In this view, our current dilemma is that we are achieving global impact without any sense of global control. The analysis is filled with Grinspoon’s experience as an astrobiologist and it draws together themes that are at the heart of how we consider our own future and how we look at other civilizations. For make no mistake, when we examine SETI, we’re forced to address questions like the lifespan of a technological civilization. If such societies persist, how do they do it, and equally of interest, what sort of signature would they leave? Stanislaw Lem comes to mind, and Grinspoon quotes him from his Summa Technologiae:

We need to overcome the habit of considering outcomes of human activity as more imperfect than those of nature’s activity — understandable as such a habit may be at the current stage of development — if we are to talk about what is going to happen in a faraway future.

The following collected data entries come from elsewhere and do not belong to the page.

// File: src/report.rs
//! Post-processing and rendering of analysis results.

use crate::core::types::AnalysisResult;
use std::cmp::Ordering;
use std::collections::HashMap;
use std::str::FromStr;

#[derive(Debug, Clone, Copy, PartialEq, Eq)]
pub enum SortOrder {
    /// Best score first.
    Score,
    Alpha,
    /// File position, for results that came from a binary scan.
    Offset,
}

#[derive(Debug, Clone, Copy, PartialEq, Eq)]
pub enum OutputFormat {
    Text,
    Json,
    Csv,
}

impl FromStr for SortOrder {
    type Err = String;

    fn from_str(s: &str) -> Result<Self, Self::Err> {
        match s {
            "score" => Ok(Self::Score),
            "alpha" => Ok(Self::Alpha),
            "offset" => Ok(Self::Offset),
            other => Err(format!("unknown sort method '{}'", other)),
        }
    }
}

impl FromStr for OutputFormat {
    type Err = String;

    fn from_str(s: &str) -> Result<Self, Self::Err> {
        match s {
            "text" => Ok(Self::Text),
            "json" => Ok(Self::Json),
            "csv" => Ok(Self::Csv),
            other => Err(format!("unknown output format '{}'", other)),
        }
    }
}

/// Keeps one result per original string (the best scoring one), in the
/// order each string was first seen.
pub fn dedup_by_original(results: Vec<AnalysisResult>) -> Vec<AnalysisResult> {
    let mut index: HashMap<String, usize> = HashMap::new();
    let mut unique: Vec<AnalysisResult> = Vec::with_capacity(results.len());

    for result in results {
        match index.get(&result.original_string) {
            Some(&i) => {
                if result.score > unique[i].score {
                    unique[i] = result;
                }
            }
            None => {
                index.insert(result.original_string.clone(), unique.len());
                unique.push(result);
            }
        }
    }

    unique
}

pub fn sort_results(results: &mut [AnalysisResult], order: SortOrder) {
    match order {
        SortOrder::Score => {
            results.sort_by(|a, b| b.score.partial_cmp(&a.score).unwrap_or(Ordering::Equal))
        }
        SortOrder::Alpha => results.sort_by(|a, b| a.original_string.cmp(&b.original_string)),
        SortOrder::Offset => results.sort_by_key(|r| r.offset.unwrap_or(0)),
    }
}

pub fn render(
    results: &[AnalysisResult],
    format: OutputFormat,
    verbose: bool,
) -> serde_json::Result<String> {
    let rendered = match format {
        OutputFormat::Json => serde_json::to_string_pretty(results)?,
        OutputFormat::Csv => render_csv(results),
        OutputFormat::Text if verbose => render_table(results),
        OutputFormat::Text => results
            .iter()
            .map(|r| r.original_string.as_str())
            .collect::<Vec<_>>()
            .join("\n"),
    };
    Ok(rendered)
}

fn csv_quote(field: &str) -> String {
    format!("\"{}\"", field.replace('"', "\"\""))
}

fn render_csv(results: &[AnalysisResult]) -> String {
    let has_offsets = results.iter().any(|r| r.offset.is_some());
    let mut lines = Vec::with_capacity(results.len() + 1);

    lines.push(if has_offsets {
        "string,score,threshold,valid,normalized,offset".to_string()
    } else {
        "string,score,threshold,valid,normalized".to_string()
    });

    for r in results {
        let mut row = format!(
            "{},{},{},{},{}",
            csv_quote(&r.original_string),
            r.score,
            r.threshold,
            r.is_valid,
            csv_quote(&r.normalized_string)
        );
        if has_offsets {
            row.push(',');
            if let Some(offset) = r.offset {
                row.push_str(&offset.to_string());
            }
        }
        lines.push(row);
    }

    lines.join("\n")
}

fn render_table(results: &[AnalysisResult]) -> String {
    let has_offsets = results.iter().any(|r| r.offset.is_some());
    let mut lines = Vec::with_capacity(results.len() + 2);

    let mut header = format!("{:<20}{:<12}{:<12}", "String", "Score", "Threshold");
    if has_offsets {
        header.push_str(&format!("{:<10}", "Offset"));
    }
    header.push_str("Valid");
    lines.push(header);
    lines.push("-".repeat(if has_offsets { 70 } else { 60 }));

    for r in results {
        let mut row = format!(
            "{:<20}{:<12}{:<12}",
            format!("\"{}\"", r.original_string),
            format!("{:.3}", r.score),
            format!("{:.3}", r.threshold)
        );
        if has_offsets {
            let offset = r.offset.map(|o| format!("0x{:X}", o)).unwrap_or_default();
            row.push_str(&format!("{:<10}", offset));
        }
        row.push_str(if r.is_valid { "\u{2713}" } else { "\u{2717}" });
        lines.push(row);
    }

    lines.join("\n")
}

Are we not ourselves a part of the nature we study, and rather than deploring the fact, should we not be considering how to make our own contribution to the mindfulness that intelligent life brings to the universe? You may pick up a bit of Sagan in these themes, particularly the Sagan (and Shklovskii) of the 1966 masterwork Intelligent Life in the Universe. The connection is borne out by Grinspoon’s relationship with Sagan, who worked with the author’s father at Harvard and shaped his boyhood and early career. No wonder Sagan and Shklovskii’s influence on SETI play such a vital and entertaining role in his book.

A Third Route for SETI

A confluence of events marks the beginning of SETI, with Frank Drake’s early efforts at Project Ozma following swiftly after the famous “Searching for Interstellar Communications” paper by Giuseppe Cocconi and Philip Morrison. But I think you could say that the discipline put down its formative roots at two conferences, the first being the one Drake hosted at Green Bank in 1961, the second the First All-Union Conference on Extraterrestrial Civilizations and Interstellar Communication, which was held in 1964 at the Byurakan Astrophysical Observatory in Soviet Armenia. Between the two we see a foundational SETI defined.

Frank Drake’s famous equation emerged from Green Bank, a conference with only 11 attendees that took SETI out of the realm of theory and into observational science. At Byurakan, Iosif Shklovskii criticized the Cocconi and Morrison paper for being too restrictive — the authors, Shklovskii argued, assumed that extraterrestrial civilizations would be on approximately the same level as ourselves. Shklovskii believed that any civilizations we detected would be far more advanced technologically than ourselves, for “We are only infants as far as science and technology are concerned,” and technology’s growth is rapid.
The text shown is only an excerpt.